#### What you have to do
Look through the listing below for the word "impl" and copy every line where it occurs.

(Data shown Opens)

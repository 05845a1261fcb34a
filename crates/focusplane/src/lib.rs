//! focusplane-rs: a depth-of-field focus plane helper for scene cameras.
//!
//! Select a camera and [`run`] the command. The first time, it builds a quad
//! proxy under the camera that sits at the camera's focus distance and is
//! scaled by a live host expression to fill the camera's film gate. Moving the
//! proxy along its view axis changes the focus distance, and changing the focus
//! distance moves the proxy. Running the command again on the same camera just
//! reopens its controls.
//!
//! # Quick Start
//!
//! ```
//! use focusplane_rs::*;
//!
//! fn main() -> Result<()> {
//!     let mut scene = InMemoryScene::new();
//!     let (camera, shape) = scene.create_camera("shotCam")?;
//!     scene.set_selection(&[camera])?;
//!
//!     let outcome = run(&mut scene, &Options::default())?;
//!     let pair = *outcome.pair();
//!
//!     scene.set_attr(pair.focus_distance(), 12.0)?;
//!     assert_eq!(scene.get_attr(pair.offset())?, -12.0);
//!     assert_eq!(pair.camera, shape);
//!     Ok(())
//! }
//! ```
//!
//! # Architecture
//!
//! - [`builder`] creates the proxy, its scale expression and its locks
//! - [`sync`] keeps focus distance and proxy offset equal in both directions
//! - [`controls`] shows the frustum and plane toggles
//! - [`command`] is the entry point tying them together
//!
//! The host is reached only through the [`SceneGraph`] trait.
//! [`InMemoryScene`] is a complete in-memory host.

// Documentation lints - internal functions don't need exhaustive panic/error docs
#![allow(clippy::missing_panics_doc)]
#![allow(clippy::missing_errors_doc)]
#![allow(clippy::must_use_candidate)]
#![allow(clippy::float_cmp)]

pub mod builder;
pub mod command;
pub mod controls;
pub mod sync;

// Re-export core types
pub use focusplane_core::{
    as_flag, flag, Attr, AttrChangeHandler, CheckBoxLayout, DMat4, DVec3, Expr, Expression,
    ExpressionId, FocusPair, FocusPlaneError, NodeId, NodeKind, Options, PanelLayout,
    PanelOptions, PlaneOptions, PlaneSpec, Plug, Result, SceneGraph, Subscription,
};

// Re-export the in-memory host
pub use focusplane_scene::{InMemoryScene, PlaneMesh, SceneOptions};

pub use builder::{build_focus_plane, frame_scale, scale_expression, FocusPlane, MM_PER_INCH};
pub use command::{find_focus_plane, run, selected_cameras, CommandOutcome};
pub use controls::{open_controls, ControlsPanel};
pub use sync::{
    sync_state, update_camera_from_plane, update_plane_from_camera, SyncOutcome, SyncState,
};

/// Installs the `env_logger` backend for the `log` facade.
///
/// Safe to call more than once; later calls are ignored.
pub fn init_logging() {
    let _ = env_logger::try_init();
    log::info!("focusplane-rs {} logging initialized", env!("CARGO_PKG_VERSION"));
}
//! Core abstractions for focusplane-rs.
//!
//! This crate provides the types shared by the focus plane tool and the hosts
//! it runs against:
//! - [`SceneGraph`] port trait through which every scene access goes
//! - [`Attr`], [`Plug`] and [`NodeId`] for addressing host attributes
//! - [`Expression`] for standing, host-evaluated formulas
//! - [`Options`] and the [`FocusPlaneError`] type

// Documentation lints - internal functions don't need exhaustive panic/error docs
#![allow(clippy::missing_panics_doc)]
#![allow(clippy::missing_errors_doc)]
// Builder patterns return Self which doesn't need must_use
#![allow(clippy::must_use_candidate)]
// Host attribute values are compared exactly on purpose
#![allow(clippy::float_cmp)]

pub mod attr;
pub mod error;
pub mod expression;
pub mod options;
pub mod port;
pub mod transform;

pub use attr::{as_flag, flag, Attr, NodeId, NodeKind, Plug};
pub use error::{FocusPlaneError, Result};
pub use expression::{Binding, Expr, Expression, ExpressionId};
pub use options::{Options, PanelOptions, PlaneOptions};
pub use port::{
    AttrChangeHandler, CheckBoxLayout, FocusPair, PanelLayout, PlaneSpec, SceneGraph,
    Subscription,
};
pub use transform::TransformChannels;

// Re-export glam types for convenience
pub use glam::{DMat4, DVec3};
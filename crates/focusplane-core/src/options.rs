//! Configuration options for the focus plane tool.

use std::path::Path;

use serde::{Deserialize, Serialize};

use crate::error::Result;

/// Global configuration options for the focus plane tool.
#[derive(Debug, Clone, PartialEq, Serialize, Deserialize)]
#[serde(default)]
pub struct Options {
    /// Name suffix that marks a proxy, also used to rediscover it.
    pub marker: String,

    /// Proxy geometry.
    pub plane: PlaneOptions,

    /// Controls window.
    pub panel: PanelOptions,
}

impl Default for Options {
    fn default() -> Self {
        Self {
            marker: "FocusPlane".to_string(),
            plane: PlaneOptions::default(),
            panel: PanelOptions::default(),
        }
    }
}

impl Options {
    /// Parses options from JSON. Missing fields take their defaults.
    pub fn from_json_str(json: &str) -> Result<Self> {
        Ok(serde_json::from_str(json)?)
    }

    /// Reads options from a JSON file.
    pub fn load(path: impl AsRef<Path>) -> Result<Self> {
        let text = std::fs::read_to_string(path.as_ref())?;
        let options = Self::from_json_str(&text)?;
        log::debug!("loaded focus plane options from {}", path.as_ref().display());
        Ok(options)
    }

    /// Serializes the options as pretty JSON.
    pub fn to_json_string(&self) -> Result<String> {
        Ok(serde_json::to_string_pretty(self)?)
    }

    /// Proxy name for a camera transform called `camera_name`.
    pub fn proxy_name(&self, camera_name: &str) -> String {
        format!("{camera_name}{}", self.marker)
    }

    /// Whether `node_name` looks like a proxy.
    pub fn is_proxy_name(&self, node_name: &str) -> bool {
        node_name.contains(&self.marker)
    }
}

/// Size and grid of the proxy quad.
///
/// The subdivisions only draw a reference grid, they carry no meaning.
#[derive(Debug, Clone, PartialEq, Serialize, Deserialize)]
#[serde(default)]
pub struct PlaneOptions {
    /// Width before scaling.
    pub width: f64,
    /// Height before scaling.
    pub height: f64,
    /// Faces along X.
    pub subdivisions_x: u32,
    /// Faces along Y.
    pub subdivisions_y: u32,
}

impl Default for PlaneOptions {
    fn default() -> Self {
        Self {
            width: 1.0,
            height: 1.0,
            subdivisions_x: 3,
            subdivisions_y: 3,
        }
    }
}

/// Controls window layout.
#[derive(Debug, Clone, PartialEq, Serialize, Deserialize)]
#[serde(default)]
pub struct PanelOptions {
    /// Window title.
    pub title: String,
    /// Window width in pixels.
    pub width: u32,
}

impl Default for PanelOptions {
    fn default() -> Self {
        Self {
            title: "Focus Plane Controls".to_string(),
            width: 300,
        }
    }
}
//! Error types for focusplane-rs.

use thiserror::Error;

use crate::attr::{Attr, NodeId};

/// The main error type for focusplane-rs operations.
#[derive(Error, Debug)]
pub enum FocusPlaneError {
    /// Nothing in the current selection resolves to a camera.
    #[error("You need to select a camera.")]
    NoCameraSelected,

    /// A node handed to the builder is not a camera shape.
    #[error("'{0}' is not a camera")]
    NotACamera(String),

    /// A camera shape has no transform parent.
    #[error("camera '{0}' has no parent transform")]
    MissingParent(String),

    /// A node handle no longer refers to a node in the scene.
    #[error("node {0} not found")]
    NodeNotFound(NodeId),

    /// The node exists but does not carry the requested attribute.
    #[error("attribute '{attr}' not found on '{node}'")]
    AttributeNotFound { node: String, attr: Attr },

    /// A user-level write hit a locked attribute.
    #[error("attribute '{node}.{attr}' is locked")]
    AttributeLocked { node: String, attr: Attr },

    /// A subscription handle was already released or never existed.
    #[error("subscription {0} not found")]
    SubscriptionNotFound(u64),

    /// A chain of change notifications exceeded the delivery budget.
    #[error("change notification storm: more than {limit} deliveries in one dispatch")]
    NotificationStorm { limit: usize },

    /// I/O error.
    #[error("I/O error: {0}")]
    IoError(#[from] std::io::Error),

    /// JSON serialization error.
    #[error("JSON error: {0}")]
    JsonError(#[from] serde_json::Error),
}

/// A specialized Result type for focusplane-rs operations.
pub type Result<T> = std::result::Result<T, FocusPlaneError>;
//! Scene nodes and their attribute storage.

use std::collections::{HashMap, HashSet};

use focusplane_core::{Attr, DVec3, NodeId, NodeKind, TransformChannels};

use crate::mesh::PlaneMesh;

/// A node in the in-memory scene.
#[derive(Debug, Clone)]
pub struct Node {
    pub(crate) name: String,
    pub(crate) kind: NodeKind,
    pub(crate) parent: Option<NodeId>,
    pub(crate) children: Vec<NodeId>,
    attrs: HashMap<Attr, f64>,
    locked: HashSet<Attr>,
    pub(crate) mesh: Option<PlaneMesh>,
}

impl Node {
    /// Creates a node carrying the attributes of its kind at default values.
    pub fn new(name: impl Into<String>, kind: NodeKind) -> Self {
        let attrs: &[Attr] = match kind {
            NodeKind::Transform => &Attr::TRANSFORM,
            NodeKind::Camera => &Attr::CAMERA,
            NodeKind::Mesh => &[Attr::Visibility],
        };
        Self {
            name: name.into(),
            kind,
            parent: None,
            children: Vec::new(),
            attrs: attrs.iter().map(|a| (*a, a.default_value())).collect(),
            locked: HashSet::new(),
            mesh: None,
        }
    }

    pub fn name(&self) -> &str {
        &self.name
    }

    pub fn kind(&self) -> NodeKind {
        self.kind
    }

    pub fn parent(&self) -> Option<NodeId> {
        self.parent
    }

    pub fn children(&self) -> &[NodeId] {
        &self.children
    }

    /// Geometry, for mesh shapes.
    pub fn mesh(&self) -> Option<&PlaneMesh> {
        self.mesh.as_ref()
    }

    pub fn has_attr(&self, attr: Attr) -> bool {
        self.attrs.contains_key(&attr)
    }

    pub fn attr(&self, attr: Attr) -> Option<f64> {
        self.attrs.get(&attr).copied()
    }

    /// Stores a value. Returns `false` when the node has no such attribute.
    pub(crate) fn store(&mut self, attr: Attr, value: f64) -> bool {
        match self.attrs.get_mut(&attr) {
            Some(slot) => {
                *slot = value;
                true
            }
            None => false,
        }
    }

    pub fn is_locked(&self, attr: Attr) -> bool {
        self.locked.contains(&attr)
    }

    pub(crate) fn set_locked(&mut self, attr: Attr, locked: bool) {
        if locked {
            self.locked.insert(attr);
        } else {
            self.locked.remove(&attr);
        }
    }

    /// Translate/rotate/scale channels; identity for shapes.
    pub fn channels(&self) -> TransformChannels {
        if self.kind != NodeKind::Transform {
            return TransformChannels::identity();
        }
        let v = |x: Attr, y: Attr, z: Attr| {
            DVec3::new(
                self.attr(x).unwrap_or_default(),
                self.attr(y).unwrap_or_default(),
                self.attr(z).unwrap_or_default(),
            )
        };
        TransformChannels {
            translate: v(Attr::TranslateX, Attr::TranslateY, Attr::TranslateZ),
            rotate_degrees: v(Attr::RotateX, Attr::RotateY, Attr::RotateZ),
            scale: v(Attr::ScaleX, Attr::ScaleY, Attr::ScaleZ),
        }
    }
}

(Data shown Closes)

#### The completed task
impl Default for Options {
impl Options {
    pub fn load(path: impl AsRef<Path>) -> Result<Self> {
impl Default for PlaneOptions {
impl Default for PanelOptions {
impl Node {
    pub fn new(name: impl Into<String>, kind: NodeKind) -> Self {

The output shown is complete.